Stored data:
'''
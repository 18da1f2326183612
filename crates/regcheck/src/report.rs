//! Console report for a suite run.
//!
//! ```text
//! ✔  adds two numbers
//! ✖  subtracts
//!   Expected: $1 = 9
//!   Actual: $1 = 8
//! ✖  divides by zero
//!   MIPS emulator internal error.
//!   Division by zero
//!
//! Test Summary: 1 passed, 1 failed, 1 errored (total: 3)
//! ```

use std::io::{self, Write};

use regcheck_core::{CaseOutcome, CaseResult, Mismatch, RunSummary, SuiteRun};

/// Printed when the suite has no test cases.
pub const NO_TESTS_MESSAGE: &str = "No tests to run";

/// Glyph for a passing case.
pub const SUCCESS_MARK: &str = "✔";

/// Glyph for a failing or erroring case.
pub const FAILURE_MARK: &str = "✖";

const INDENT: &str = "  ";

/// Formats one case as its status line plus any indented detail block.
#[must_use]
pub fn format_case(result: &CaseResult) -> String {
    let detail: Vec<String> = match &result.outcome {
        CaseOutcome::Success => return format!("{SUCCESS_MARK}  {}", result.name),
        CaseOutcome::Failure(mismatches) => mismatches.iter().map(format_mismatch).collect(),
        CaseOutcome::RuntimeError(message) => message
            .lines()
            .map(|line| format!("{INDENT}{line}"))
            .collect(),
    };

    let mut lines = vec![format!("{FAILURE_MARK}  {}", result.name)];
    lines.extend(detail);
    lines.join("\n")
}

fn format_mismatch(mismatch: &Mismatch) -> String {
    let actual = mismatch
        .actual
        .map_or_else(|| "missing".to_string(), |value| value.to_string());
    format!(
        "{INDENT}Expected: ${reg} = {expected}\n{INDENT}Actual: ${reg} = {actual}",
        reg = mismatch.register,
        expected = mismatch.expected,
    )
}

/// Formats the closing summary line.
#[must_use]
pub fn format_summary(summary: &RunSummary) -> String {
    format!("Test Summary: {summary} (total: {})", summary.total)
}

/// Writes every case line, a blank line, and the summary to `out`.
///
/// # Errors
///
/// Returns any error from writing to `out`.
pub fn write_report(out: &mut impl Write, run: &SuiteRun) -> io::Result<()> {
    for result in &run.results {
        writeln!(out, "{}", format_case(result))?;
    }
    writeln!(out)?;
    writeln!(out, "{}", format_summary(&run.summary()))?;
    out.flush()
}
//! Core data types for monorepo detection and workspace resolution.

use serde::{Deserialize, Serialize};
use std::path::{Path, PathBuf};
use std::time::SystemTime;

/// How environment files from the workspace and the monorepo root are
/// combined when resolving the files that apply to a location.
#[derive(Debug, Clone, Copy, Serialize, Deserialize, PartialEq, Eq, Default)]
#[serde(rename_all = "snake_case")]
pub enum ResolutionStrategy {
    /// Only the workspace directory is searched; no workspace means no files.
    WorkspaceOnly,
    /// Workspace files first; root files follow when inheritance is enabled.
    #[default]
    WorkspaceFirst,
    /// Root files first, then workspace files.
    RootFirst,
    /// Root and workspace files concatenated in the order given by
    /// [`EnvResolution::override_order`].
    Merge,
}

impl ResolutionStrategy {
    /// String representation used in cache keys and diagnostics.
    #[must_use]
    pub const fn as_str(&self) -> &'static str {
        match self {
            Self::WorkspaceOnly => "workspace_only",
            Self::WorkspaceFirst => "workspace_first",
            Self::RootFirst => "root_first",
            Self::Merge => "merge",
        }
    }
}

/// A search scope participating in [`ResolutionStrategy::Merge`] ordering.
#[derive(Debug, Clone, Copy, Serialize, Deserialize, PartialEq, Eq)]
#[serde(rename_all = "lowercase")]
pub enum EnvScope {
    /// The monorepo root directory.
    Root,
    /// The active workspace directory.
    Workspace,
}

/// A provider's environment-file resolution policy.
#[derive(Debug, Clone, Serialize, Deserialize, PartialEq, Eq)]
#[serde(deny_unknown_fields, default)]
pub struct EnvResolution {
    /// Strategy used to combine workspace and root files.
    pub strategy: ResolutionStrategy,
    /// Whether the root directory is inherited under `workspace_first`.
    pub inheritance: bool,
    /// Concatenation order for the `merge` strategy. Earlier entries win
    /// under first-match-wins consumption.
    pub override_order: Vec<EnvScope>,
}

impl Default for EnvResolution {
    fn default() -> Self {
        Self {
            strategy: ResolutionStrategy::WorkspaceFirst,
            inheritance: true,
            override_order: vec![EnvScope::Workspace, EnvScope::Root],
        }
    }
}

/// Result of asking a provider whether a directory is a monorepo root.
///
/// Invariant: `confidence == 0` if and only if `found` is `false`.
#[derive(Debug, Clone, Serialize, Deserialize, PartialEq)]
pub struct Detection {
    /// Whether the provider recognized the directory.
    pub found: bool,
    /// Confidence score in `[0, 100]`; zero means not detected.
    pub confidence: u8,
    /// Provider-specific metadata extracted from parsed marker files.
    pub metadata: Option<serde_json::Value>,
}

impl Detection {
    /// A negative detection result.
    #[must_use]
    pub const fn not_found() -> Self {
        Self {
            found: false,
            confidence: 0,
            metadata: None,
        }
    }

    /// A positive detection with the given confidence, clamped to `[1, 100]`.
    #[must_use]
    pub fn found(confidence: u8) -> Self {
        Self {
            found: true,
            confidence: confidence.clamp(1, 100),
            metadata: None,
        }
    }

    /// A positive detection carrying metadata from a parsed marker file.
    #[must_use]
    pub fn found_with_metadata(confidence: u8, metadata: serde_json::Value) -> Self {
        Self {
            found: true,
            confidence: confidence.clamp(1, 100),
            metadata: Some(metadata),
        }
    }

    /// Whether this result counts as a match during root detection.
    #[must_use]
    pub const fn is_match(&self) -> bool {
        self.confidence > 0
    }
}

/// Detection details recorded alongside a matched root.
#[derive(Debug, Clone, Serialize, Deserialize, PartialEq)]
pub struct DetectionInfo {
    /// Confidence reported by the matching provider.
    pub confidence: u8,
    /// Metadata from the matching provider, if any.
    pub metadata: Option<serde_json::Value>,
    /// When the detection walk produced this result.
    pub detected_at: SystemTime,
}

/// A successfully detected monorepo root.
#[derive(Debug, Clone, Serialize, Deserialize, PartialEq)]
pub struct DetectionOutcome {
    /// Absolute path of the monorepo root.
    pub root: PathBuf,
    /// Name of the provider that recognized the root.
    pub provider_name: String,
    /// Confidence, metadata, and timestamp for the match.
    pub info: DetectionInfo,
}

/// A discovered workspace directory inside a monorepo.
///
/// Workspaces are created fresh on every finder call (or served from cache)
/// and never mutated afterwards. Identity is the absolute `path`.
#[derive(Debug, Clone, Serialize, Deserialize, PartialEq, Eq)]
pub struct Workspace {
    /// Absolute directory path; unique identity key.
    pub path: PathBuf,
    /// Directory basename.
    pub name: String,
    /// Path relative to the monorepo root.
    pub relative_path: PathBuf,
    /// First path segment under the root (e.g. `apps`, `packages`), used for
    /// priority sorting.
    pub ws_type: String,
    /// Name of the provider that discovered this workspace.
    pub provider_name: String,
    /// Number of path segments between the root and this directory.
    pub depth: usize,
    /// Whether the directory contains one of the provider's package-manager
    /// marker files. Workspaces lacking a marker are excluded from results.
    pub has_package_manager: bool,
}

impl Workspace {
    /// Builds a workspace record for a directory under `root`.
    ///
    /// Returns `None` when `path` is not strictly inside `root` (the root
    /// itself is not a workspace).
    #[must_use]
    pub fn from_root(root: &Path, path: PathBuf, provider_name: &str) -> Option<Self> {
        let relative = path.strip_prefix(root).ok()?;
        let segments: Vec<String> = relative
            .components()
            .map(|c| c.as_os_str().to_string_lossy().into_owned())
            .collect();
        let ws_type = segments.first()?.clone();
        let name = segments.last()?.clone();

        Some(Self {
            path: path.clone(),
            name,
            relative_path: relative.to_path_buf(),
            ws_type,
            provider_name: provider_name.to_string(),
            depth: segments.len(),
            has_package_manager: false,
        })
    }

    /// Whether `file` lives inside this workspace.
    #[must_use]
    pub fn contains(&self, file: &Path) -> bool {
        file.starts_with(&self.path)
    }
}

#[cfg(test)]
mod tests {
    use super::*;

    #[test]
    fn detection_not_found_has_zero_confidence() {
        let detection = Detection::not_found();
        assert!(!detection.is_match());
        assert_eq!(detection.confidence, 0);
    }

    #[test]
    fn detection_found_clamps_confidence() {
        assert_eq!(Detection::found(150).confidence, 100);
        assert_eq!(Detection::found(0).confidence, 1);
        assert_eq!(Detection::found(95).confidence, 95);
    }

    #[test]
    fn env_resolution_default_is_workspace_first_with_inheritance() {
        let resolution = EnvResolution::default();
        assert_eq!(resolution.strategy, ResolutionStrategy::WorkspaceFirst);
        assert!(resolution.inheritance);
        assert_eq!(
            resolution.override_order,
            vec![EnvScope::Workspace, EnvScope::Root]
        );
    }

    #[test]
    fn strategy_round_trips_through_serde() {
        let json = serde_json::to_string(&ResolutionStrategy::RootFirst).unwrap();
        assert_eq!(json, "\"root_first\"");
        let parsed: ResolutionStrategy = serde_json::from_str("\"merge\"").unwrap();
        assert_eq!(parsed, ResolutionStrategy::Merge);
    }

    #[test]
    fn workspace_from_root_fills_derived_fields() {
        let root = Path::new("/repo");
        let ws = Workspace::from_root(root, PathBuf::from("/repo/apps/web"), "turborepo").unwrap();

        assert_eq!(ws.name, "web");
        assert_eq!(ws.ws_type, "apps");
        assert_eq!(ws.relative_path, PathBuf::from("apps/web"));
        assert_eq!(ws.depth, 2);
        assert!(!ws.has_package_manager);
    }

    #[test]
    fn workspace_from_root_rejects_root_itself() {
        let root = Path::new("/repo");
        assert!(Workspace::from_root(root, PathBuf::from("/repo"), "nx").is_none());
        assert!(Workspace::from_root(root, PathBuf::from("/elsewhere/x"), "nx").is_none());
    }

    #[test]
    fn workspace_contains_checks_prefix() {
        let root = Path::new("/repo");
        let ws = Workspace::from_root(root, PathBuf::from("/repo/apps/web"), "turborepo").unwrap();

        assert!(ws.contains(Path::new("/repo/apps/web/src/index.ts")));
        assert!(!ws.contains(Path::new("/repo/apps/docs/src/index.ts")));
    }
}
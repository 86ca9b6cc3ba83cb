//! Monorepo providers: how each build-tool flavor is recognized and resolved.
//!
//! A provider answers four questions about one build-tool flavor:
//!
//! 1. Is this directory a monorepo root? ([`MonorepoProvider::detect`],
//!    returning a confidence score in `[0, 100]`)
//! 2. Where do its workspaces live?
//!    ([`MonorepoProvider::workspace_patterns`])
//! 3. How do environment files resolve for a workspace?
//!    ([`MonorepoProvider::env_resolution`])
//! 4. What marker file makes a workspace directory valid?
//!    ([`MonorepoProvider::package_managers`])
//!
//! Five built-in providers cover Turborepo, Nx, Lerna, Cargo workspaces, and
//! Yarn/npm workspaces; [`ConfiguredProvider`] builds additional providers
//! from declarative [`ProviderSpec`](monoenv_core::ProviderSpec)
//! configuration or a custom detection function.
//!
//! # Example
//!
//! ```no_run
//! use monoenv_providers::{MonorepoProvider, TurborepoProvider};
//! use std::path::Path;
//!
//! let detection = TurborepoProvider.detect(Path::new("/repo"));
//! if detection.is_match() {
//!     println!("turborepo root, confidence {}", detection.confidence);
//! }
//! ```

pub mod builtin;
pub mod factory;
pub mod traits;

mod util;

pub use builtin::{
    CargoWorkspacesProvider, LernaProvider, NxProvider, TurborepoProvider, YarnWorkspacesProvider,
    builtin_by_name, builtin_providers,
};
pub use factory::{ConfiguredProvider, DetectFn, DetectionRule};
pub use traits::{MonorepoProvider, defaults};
'''
Find each line in the records that includes the word "ConfiguredProvider". Report the total and nothing more.

ANSWER AREA
2